Bottlenose Dolphin on the White Sand Ridge

Monday, July 15:

Today commenced with another beautiful dive and snorkel session on Hogfish Reef. Everyone, even our youngest snorkeler, enjoyed the sharks that frequent this reef.

After lunch and a short cruise north, the Bank gave us what we were looking for when we located a pod of over a dozen bottlenose dolphin (Tursiops truncatus) actively crater feeding in calm, clear water. The pod was content to let our swimmers watch as they used their highly refined echolocation to hunt for razorfish (Xyrichtys novacula) buried in the sand, and they checked us out closely when they surfaced for air. It was a fantastic extended interaction with a wonderful group of wild dolphins engaging in their natural behavior.

Although it did not happen on this day, is not unusual to see spotted and bottlenose dolphin intermixing and sometimes engaging in sexual behaviors. The possibility of hybrid offspring has been conjectured and we had a bit of compelling visual evidence to support the theory as one of the large female dolphin in the pod had the form of a bottlenose and some of the markings of a spotted dolphin along her flank (below). She certainly looked like she could be such a hybrid!

As much as we love the bottlenose dolphins, our focus of these Bahamas cruises are the spotted dolphins.

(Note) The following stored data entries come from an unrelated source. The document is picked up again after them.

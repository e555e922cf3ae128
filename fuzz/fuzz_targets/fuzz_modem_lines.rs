//! Fuzz target: modem output parsing
//!
//! Feeds arbitrary bytes through the line reader and the line parser the
//! way the driver does.  Neither may panic, and received packets never
//! exceed the radio's frame limit.
//!
//! cargo fuzz run fuzz_modem_lines

#![no_main]

use std::convert::Infallible;

use libfuzzer_sys::fuzz_target;
use pirlink::adapters::lora_modem::{ModemLine, parse_line};
use pirlink::adapters::serial::{LineRead, SerialLink, read_line};
use pirlink::queue::MAX_PACKET_LEN;

struct Bytes<'a>(&'a [u8]);

impl SerialLink for Bytes<'_> {
    type Error = Infallible;

    fn write_all(&mut self, _data: &[u8]) -> Result<(), Infallible> {
        Ok(())
    }

    fn read_byte(&mut self, _timeout_ms: u32) -> Result<Option<u8>, Infallible> {
        Ok(self.0.split_first().map(|(b, rest)| {
            self.0 = rest;
            *b
        }))
    }
}

fuzz_target!(|data: &[u8]| {
    let mut link = Bytes(data);
    let mut line = heapless::String::<542>::new();
    loop {
        match read_line(&mut link, &mut line, 10) {
            Ok(LineRead::Line) => {
                if let ModemLine::Received(p) = parse_line(&line) {
                    assert!(p.len() <= MAX_PACKET_LEN);
                }
            }
            Ok(LineRead::Overflow) => {}
            Ok(LineRead::TimedOut) | Err(_) => break,
        }
    }
});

As we were now at the end of two full days on the water without sighting even one spotted dolphin, the decision was made to relocate overnight to Bimini, more than 80 nautical miles to the south, another area where spotted dolphins reside and where we had successful interactions the week before.

Possible spotted dolphin/bottlenose dolphin hybrid?

Possible spotted dolphin/bottlenose dolphin hybrid?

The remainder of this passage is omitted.